Today, when you look at the Nieuport monoplane that Pyotr Nesterov flew upside down to perform history’s first aerial loop on August 27, 1913 (September 9, New Style), it looks like a toy. By now we are used to huge airplanes with rows and rows of seats and long aisles down which flight attendants roll carts of refreshments. Jaded by hermetically sealed and sturdy machines where you can eat, sleep, listen to music and watch movies, it is hard for us to grasp the idea that such a feat was performed using a flimsy-looking, unbelievably tiny contraption with an open-air cockpit. How could that be? It looks like nothing more than an amusement park ride!

But it’s true. One hundred years ago people were flying such contraptions. By today’s standards, these flights were extremely slow and short. When Pyotr Nesterov flew from Kiev to Gatchina (a town outside St. Petersburg), the trip was hailed as an incredible feat. Indeed, if you think about it, in the early twentieth century, every time pilots climbed into tiny airplanes and soared into the sky, they were performing an act of amazing bravery, doing something most people on Earth had never dreamed of. It is hardly surprising, therefore, that in the early days of aviation, pilots across the globe were seen as heroes, as the rock stars of their day, as daredevils. They ascended into the air, zoomed over the earth like birds, and made people proud of what the human race could achieve through reason, ingenuity, and courage.

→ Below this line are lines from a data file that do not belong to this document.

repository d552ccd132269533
//! Page template engine using Jinja2 syntax.
//!
//! Templates live in `templates/pages/` and are embedded at compile time, so
//! the binary renders pages regardless of its working directory. Names end in
//! `.html`, which turns on minijinja's HTML autoescaping.

use minijinja::Environment;
use serde::Serialize;
use std::sync::OnceLock;
use thiserror::Error;

/// Global template environment
static TEMPLATE_ENV: OnceLock<Environment<'static>> = OnceLock::new();

/// Embedded page templates, keyed by template name
const PAGES: &[(&str, &str)] = &[
    (
        "base.html",
        include_str!("../../../templates/pages/base.html"),
    ),
    (
        "index.html",
        include_str!("../../../templates/pages/index.html"),
    ),
    (
        "data.html",
        include_str!("../../../templates/pages/data.html"),
    ),
    (
        "edit.html",
        include_str!("../../../templates/pages/edit.html"),
    ),
];

/// Errors that can occur during template operations
#[derive(Debug, Error)]
pub enum TemplateError {
    #[error("Template '{0}' not found")]
    NotFound(String),

    #[error("Failed to render template: {0}")]
    RenderError(String),
}

fn init_environment() -> Environment<'static> {
    let mut env = Environment::new();

    for &(name, source) in PAGES {
        if let Err(e) = env.add_template(name, source) {
            tracing::warn!("Failed to load template {}: {}", name, e);
        } else {
            tracing::debug!("Loaded template: {}", name);
        }
    }

    env
}

fn get_environment() -> &'static Environment<'static> {
    TEMPLATE_ENV.get_or_init(init_environment)
}

/// Render a page with a serializable context.
///
/// # Example
/// ```ignore
/// let html = render_page("data.html", minijinja::context! { records => records })?;
/// ```
pub fn render_page<S: Serialize>(template_name: &str, ctx: S) -> Result<String, TemplateError> {
    let template = get_environment()
        .get_template(template_name)
        .map_err(|_| TemplateError::NotFound(template_name.to_string()))?;

    template
        .render(ctx)
        .map_err(|e| TemplateError::RenderError(e.to_string()))
}

#[cfg(test)]
mod tests {
    use super::*;
    use minijinja::context;

    #[test]
    fn test_all_pages_load() {
        for (name, _) in PAGES {
            assert!(get_environment().get_template(name).is_ok(), "{}", name);
        }
    }

    #[test]
    fn test_missing_template() {
        let result = render_page("nonexistent.html", context! {});
        assert!(matches!(result, Err(TemplateError::NotFound(_))));
    }

    #[test]
    fn test_render_escapes_html() {
        let html = render_page(
            "edit.html",
            context! {
                record => context! {
                    id => 1,
                    nama => "<script>alert(1)</script>",
                    nim => "1",
                    kelas => "A",
                    umkm => "U",
                    kategori => "K",
                    pegawai => "1",
                },
            },
        )
        .unwrap();

        assert!(!html.contains("<script>alert(1)</script>"));
        assert!(html.contains("&lt;script&gt;"));
    }
}
pub mod api_handler;
pub mod page_handler;
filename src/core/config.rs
use std::env;
use std::path::PathBuf;
use std::time::Duration;

use crate::shared::constants::DEFAULT_UPLOAD_DIR;

#[derive(Debug, Clone)]
pub struct Config {
    pub app: AppConfig,
    pub upload: UploadConfig,
    pub backend: BackendConfig,
    pub swagger: SwaggerConfig,
}

#[derive(Debug, Clone)]
pub struct AppConfig {
    pub host: String,
    pub port: u16,
    pub cors_allowed_origins: Vec<String>,
    pub max_request_body_size: usize,
}

#[derive(Debug, Clone)]
pub struct UploadConfig {
    pub dir: PathBuf,
}

/// Which persistence backend stores the records
#[derive(Debug, Clone)]
pub enum BackendConfig {
    Database(DatabaseConfig),
    Api(ApiConfig),
}

#[derive(Debug, Clone)]
pub struct DatabaseConfig {
    pub url: String,
    pub max_connections: u32,
    pub min_connections: u32,
    pub acquire_timeout_secs: u64,
    pub idle_timeout_secs: u64,
    pub max_lifetime_secs: u64,
}

/// Remote UMKM API connection settings
#[derive(Clone)]
pub struct ApiConfig {
    pub base_url: String,
    pub api_key: String,
    pub timeout: Duration,
}

impl std::fmt::Debug for ApiConfig {
    fn fmt(&self, f: &mut std::fmt::Formatter<'_>) -> std::fmt::Result {
        f.debug_struct("ApiConfig")
            .field("base_url", &self.base_url)
            .field("api_key", &"***")
            .field("timeout", &self.timeout)
            .finish()
    }
}

#[derive(Debug, Clone)]
pub struct SwaggerConfig {
    pub title: String,
    pub version: String,
    pub description: String,
}

impl Config {
    pub fn from_env() -> Result<Self, String> {
        // Load .env file if exists, ignore if not found (optional for production)
        if let Err(e) = dotenvy::dotenv() {
            if !e.to_string().contains("not found") {
                eprintln!("Warning: Error loading .env file: {}", e);
            }
        }

        Ok(Config {
            app: AppConfig::from_env()?,
            upload: UploadConfig::from_env(),
            backend: BackendConfig::from_env()?,
            swagger: SwaggerConfig::from_env(),
        })
    }
}

impl AppConfig {
    const DEFAULT_MAX_REQUEST_BODY_SIZE: usize = 10 * 1024 * 1024; // 10MB

    pub fn from_env() -> Result<Self, String> {
        let host = env::var("HOST").unwrap_or_else(|_| "127.0.0.1".to_string());
        let port = env::var("PORT")
            .unwrap_or_else(|_| "5000".to_string())
            .parse::<u16>()
            .map_err(|e| format!("Invalid PORT: {}", e))?;

        // Parse CORS allowed origins from comma-separated string
        let cors_allowed_origins = env::var("CORS_ALLOWED_ORIGINS")
            .unwrap_or_else(|_| "*".to_string())
            .split(',')
            .map(|s| s.trim().to_string())
            .filter(|s| !s.is_empty())
            .collect();

        let max_request_body_size = env::var("MAX_REQUEST_BODY_SIZE")
            .unwrap_or_else(|_| Self::DEFAULT_MAX_REQUEST_BODY_SIZE.to_string())
            .parse::<usize>()
            .map_err(|_| "MAX_REQUEST_BODY_SIZE must be a valid number".to_string())?;

        Ok(Self {
            host,
            port,
            cors_allowed_origins,
            max_request_body_size,
        })
    }

    pub fn server_address(&self) -> String {
        format!("{}:{}", self.host, self.port)
    }
}

impl UploadConfig {
    pub fn from_env() -> Self {
        let dir = env::var("UPLOAD_DIR")
            .ok()
            .filter(|s| !s.trim().is_empty())
            .unwrap_or_else(|| DEFAULT_UPLOAD_DIR.to_string());

        Self {
            dir: PathBuf::from(dir),
        }
    }
}

impl BackendConfig {
    pub fn from_env() -> Result<Self, String> {
        let kind = env::var("STORAGE_BACKEND").unwrap_or_else(|_| "database".to_string());

        match kind.trim().to_lowercase().as_str() {
            "database" | "db" | "postgres" => Ok(Self::Database(DatabaseConfig::from_env()?)),
            "api" | "remote" => Ok(Self::Api(ApiConfig::from_env()?)),
            other => Err(format!(
                "STORAGE_BACKEND must be 'database' or 'api', got '{}'",
                other
            )),
        }
    }

    pub fn kind(&self) -> &'static str {
        match self {
            Self::Database(_) => "database",
            Self::Api(_) => "api",
        }
    }
}

impl DatabaseConfig {
    // Default values for database connection pool (conservative defaults for small-medium apps)
    const DEFAULT_MAX_CONNECTIONS: u32 = 10;
    const DEFAULT_MIN_CONNECTIONS: u32 = 1;
    const DEFAULT_ACQUIRE_TIMEOUT_SECS: u64 = 5;
    const DEFAULT_IDLE_TIMEOUT_SECS: u64 = 600; // 10 minutes
    const DEFAULT_MAX_LIFETIME_SECS: u64 = 1800; // 30 minutes
    const DEFAULT_PORT: u16 = 5432;

    pub fn from_env() -> Result<Self, String> {
        let url = match env::var("DATABASE_URL") {
            Ok(url) if !url.is_empty() => url,
            _ => Self::url_from_parts()?,
        };

        let max_connections = env::var("DB_MAX_CONNECTIONS")
            .unwrap_or_else(|_| Self::DEFAULT_MAX_CONNECTIONS.to_string())
            .parse::<u32>()
            .map_err(|_| "DB_MAX_CONNECTIONS must be a valid number".to_string())?;

        let min_connections = env::var("DB_MIN_CONNECTIONS")
            .unwrap_or_else(|_| Self::DEFAULT_MIN_CONNECTIONS.to_string())
            .parse::<u32>()
            .map_err(|_| "DB_MIN_CONNECTIONS must be a valid number".to_string())?;

        let acquire_timeout_secs = env::var("DB_ACQUIRE_TIMEOUT_SECS")
            .unwrap_or_else(|_| Self::DEFAULT_ACQUIRE_TIMEOUT_SECS.to_string())
            .parse::<u64>()
            .map_err(|_| "DB_ACQUIRE_TIMEOUT_SECS must be a valid number".to_string())?;

        let idle_timeout_secs = env::var("DB_IDLE_TIMEOUT_SECS")
            .unwrap_or_else(|_| Self::DEFAULT_IDLE_TIMEOUT_SECS.to_string())
            .parse::<u64>()
            .map_err(|_| "DB_IDLE_TIMEOUT_SECS must be a valid number".to_string())?;

        let max_lifetime_secs = env::var("DB_MAX_LIFETIME_SECS")
            .unwrap_or_else(|_| Self::DEFAULT_MAX_LIFETIME_SECS.to_string())
            .parse::<u64>()
            .map_err(|_| "DB_MAX_LIFETIME_SECS must be a valid number".to_string())?;

        Ok(Self {
            url,
            max_connections,
            min_connections,
            acquire_timeout_secs,
            idle_timeout_secs,
            max_lifetime_secs,
        })
    }

    /// Compose a connection URL from DB_HOST/DB_PORT/DB_USER/DB_PASSWORD/DB_NAME
    fn url_from_parts() -> Result<String, String> {
        let host = env::var("DB_HOST")
            .map_err(|_| "DATABASE_URL or DB_HOST must be set".to_string())?;
        let port = env::var("DB_PORT")
            .unwrap_or_else(|_| Self::DEFAULT_PORT.to_string())
            .parse::<u16>()
            .map_err(|_| "DB_PORT must be a valid port".to_string())?;
        let user = env::var("DB_USER").map_err(|_| "DB_USER must be set".to_string())?;
        let password = env::var("DB_PASSWORD").unwrap_or_default();
        let name = env::var("DB_NAME").map_err(|_| "DB_NAME must be set".to_string())?;

        Ok(build_database_url(&host, port, &user, &password, &name))
    }
}

fn build_database_url(host: &str, port: u16, user: &str, password: &str, name: &str) -> String {
    if password.is_empty() {
        format!("postgres://{}@{}:{}/{}", user, host, port, name)
    } else {
        format!("postgres://{}:{}@{}:{}/{}", user, password, host, port, name)
    }
}

impl ApiConfig {
    const DEFAULT_TIMEOUT_SECS: u64 = 30;

    pub fn from_env() -> Result<Self, String> {
        let base_url = env::var("API_BASE_URL")
            .map_err(|_| "API_BASE_URL environment variable is required".to_string())?;

        let api_key = env::var("API_KEY")
            .map_err(|_| "API_KEY environment variable is required".to_string())?;

        let timeout_secs = env::var("API_TIMEOUT_SECS")
            .unwrap_or_else(|_| Self::DEFAULT_TIMEOUT_SECS.to_string())
            .parse::<u64>()
            .map_err(|_| "API_TIMEOUT_SECS must be a valid number".to_string())?;

        Ok(Self {
            base_url,
            api_key,
            timeout: Duration::from_secs(timeout_secs),
        })
    }
}

impl SwaggerConfig {
    pub fn from_env() -> Self {
        let title = env::var("SWAGGER_TITLE").unwrap_or_else(|_| "UMKM Survey API".to_string());
        let version = env::var("SWAGGER_VERSION").unwrap_or_else(|_| "0.1.0".to_string());
        let description = env::var("SWAGGER_DESCRIPTION")
            .unwrap_or_else(|_| "Read API for UMKM survey records".to_string());

        Self {
            title,
            version,
            description,
        }
    }
}
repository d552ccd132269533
use lazy_static::lazy_static;
use regex::Regex;

use crate::shared::constants::FALLBACK_PHOTO_NAME;

lazy_static! {
    /// Characters allowed to survive in a stored filename
    /// - Kept: ASCII letters, digits, `_`, `.`, `-`
    /// - Removed: everything else (quotes, brackets, `%`, `;`, ...)
    pub static ref UNSAFE_FILENAME_CHARS: Regex = Regex::new(r"[^A-Za-z0-9_.\-]").unwrap();

    /// Runs of whitespace, collapsed into a single underscore
    pub static ref WHITESPACE_RUN: Regex = Regex::new(r"\s+").unwrap();
}

/// Reduce a client-supplied filename to a safe, flat name.
///
/// Path separators never survive, so the result cannot point outside the
/// upload directory. Returns [`FALLBACK_PHOTO_NAME`] if nothing usable remains.
pub fn sanitize_filename(original: &str) -> String {
    let ascii: String = original
        .chars()
        .filter(char::is_ascii)
        .map(|c| if c == '/' || c == '\\' { ' ' } else { c })
        .collect();

    let joined = WHITESPACE_RUN.replace_all(ascii.trim(), "_");
    let cleaned = UNSAFE_FILENAME_CHARS.replace_all(&joined, "");
    let trimmed = cleaned.trim_matches(|c| c == '.' || c == '_');

    if trimmed.is_empty() {
        FALLBACK_PHOTO_NAME.to_string()
    } else {
        trimmed.to_string()
    }
}

/// Trim a free-text form value; blank values count as absent.
pub fn non_blank(value: Option<String>) -> Option<String> {
    value
        .map(|v| v.trim().to_string())
        .filter(|v| !v.is_empty())
}
use serde::{Deserialize, Deserializer, Serialize};
use sqlx::FromRow;

/// A surveyed UMKM record as stored by a backend
#[derive(Debug, Clone, PartialEq, Eq, Serialize, Deserialize, FromRow)]
pub struct Umkm {
    #[serde(deserialize_with = "deserialize_id")]
    pub id: i64,
    #[serde(default)]
    pub latitude: Option<String>,
    #[serde(default)]
    pub longitude: Option<String>,
    pub nama: String,
    pub nim: String,
    pub kelas: String,
    pub umkm: String,
    pub kategori: String,
    pub pegawai: String,
    #[serde(default)]
    pub foto: Option<String>,
}

/// Validated text fields of a record, shared by create and update
#[derive(Debug, Clone, PartialEq, Eq, Serialize)]
pub struct UmkmFields {
    #[serde(skip_serializing_if = "Option::is_none")]
    pub latitude: Option<String>,
    #[serde(skip_serializing_if = "Option::is_none")]
    pub longitude: Option<String>,
    pub nama: String,
    pub nim: String,
    pub kelas: String,
    pub umkm: String,
    pub kategori: String,
    pub pegawai: String,
}

/// A record ready for insertion, its photo already stored
#[derive(Debug, Clone, Serialize)]
pub struct NewUmkm {
    #[serde(flatten)]
    pub fields: UmkmFields,
    pub foto: String,
}

impl Umkm {
    pub fn from_new(id: i64, new: NewUmkm) -> Self {
        let NewUmkm { fields, foto } = new;
        Self {
            id,
            latitude: fields.latitude,
            longitude: fields.longitude,
            nama: fields.nama,
            nim: fields.nim,
            kelas: fields.kelas,
            umkm: fields.umkm,
            kategori: fields.kategori,
            pegawai: fields.pegawai,
            foto: Some(foto),
        }
    }

    /// Apply an update the way every backend does: required fields always,
    /// coordinates only when supplied, photo only when replaced
    pub fn apply(&mut self, fields: &UmkmFields, new_foto: Option<&str>) {
        if fields.latitude.is_some() {
            self.latitude = fields.latitude.clone();
        }
        if fields.longitude.is_some() {
            self.longitude = fields.longitude.clone();
        }
        self.nama = fields.nama.clone();
        self.nim = fields.nim.clone();
        self.kelas = fields.kelas.clone();
        self.umkm = fields.umkm.clone();
        self.kategori = fields.kategori.clone();
        self.pegawai = fields.pegawai.clone();
        if let Some(foto) = new_foto {
            self.foto = Some(foto.to_string());
        }
    }
}

/// Remote APIs may send ids as numbers or numeric strings
pub(crate) fn deserialize_id<'de, D>(deserializer: D) -> Result<i64, D::Error>
where
    D: Deserializer<'de>,
{
    #[derive(Deserialize)]
    #[serde(untagged)]
    enum RawId {
        Number(i64),
        Text(String),
    }

    match RawId::deserialize(deserializer)? {
        RawId::Number(id) => Ok(id),
        RawId::Text(text) => text.trim().parse().map_err(serde::de::Error::custom),
    }
}
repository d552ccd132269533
pub mod config;
pub mod database;
pub mod error;
pub mod extractor;
pub mod middleware;
pub mod openapi;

Even among this courageous breed, Pyotr Nesterov stood out as someone who was constantly pushing boundaries. The young officer was always experimenting, tinkering with his airplane’s design, trying to find new ways of flying. The Russian term for the feat he performed is “мертвая петля,” dead loop, an obvious hint at its danger, as well, perhaps, at the fact that, before the age of fuel-injection, the engine would stall — go dead — when the plane deviated from the horizontal orientation for which it was designed. The maneuver was indeed considered deadly, but it was the general belief in its impossibility that compelled Nesterov to try it. For him, the word “impossible” was an irresistible challenge.